After this statement, undeterred pluralism burst out on the pages of the state-run media. Respublika newspaper wrote that Alexander Lukashenka's attitude towards observers was reserved but positive: "The President of Belarus called on OSCE observers not to hurry with the assessment of the parliamentary elections in Belarus under dictation of a certain country. Meeting with Ann-Marie Lizin, Alexander Lukashenka stressed that the Belarusian side "did not expect revolutionary recognitions”. He said that Belarus was expecting Europe to lift all the sanctions because Belarus's role in WWII and the Chernobyl strategy…
Lidzia Yarmoshyna, the chairperson of the Central Election Commission, also offered backing to the head of Belarus. “While we counted for warmer words in the OSCE conclusions (yet I have been waiting for those words for 12 years), they bring optimism”, the official news agency Belta quoted Yarmoshyna as saying.
Political analyst Aliaksei Belyaev on Channel One (Belarus state television) mentioned pluralism, talking about Western observers: “The decision will of course depend on many factors, and the OSCE will formulate it later.
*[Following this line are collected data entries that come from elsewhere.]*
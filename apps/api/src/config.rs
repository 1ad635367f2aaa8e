use std::time::Duration;

use anyhow::{Context, Result};

use crate::llm_client::DEFAULT_BASE_URL;

const DEFAULT_LLM_TIMEOUT_SECS: u64 = 120;
const DEFAULT_MAX_UPLOAD_BYTES: usize = 10 * 1024 * 1024;

/// Application configuration loaded from environment variables.
/// Fails at startup if the API key is missing; immutable once loaded.
#[derive(Debug, Clone)]
pub struct Config {
    pub openai_api_key: String,
    pub openai_base_url: String,
    pub llm_timeout: Duration,
    pub max_upload_bytes: usize,
    pub port: u16,
    pub rust_log: String,
}

impl Config {
    pub fn from_env() -> Result<Self> {
        dotenvy::dotenv().ok(); // load .env if present; ignore if missing

        Self::from_lookup(|key| std::env::var(key).ok())
    }

    /// Builds the config from an arbitrary key lookup so tests don't touch the process env.
    pub fn from_lookup(lookup: impl Fn(&str) -> Option<String>) -> Result<Self> {
        let openai_api_key = lookup("OPENAI_API_KEY")
            .filter(|v| !v.trim().is_empty())
            .context("Required environment variable 'OPENAI_API_KEY' is not set")?;

        let llm_timeout_secs = match lookup("LLM_TIMEOUT_SECS") {
            Some(v) => v
                .parse::<u64>()
                .context("LLM_TIMEOUT_SECS must be a whole number of seconds")?,
            None => DEFAULT_LLM_TIMEOUT_SECS,
        };

        let max_upload_bytes = match lookup("MAX_UPLOAD_BYTES") {
            Some(v) => v
                .parse::<usize>()
                .context("MAX_UPLOAD_BYTES must be a byte count")?,
            None => DEFAULT_MAX_UPLOAD_BYTES,
        };

        Ok(Config {
            openai_api_key,
            openai_base_url: lookup("OPENAI_BASE_URL")
                .unwrap_or_else(|| DEFAULT_BASE_URL.to_string()),
            llm_timeout: Duration::from_secs(llm_timeout_secs),
            max_upload_bytes,
            port: lookup("PORT")
                .unwrap_or_else(|| "8080".to_string())
                .parse::<u16>()
                .context("PORT must be a valid port number")?,
            rust_log: lookup("RUST_LOG").unwrap_or_else(|| "info".to_string()),
        })
    }
}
No doubt, they will hold consultations in Brussels and other capitals".
Television channels especially tried to express pluralism. Opposition candidates Ales Mikhalevich and Yaraslau Ramanchuk had initially been invited to appear on ONT's live talk show Vybar (Choice). But when they failed to make to the parliament, they did not appear on TV screens.
But pluralism is pluralism… Komsomolskaya Pravda v Belarus wrote in this regard: "The European Union has a choice to look at numerous minuses or rare pluses. It is a win-win situation".
Publicist Viktar Matrsinovich commented to the same newspaper that all the parties lost in this "election": Europe, the government and the opposition candidates”.
Surprisingly, no-one mentioned that voters lost the most. They are those who were deprived of a fair choice, objective information and free debates.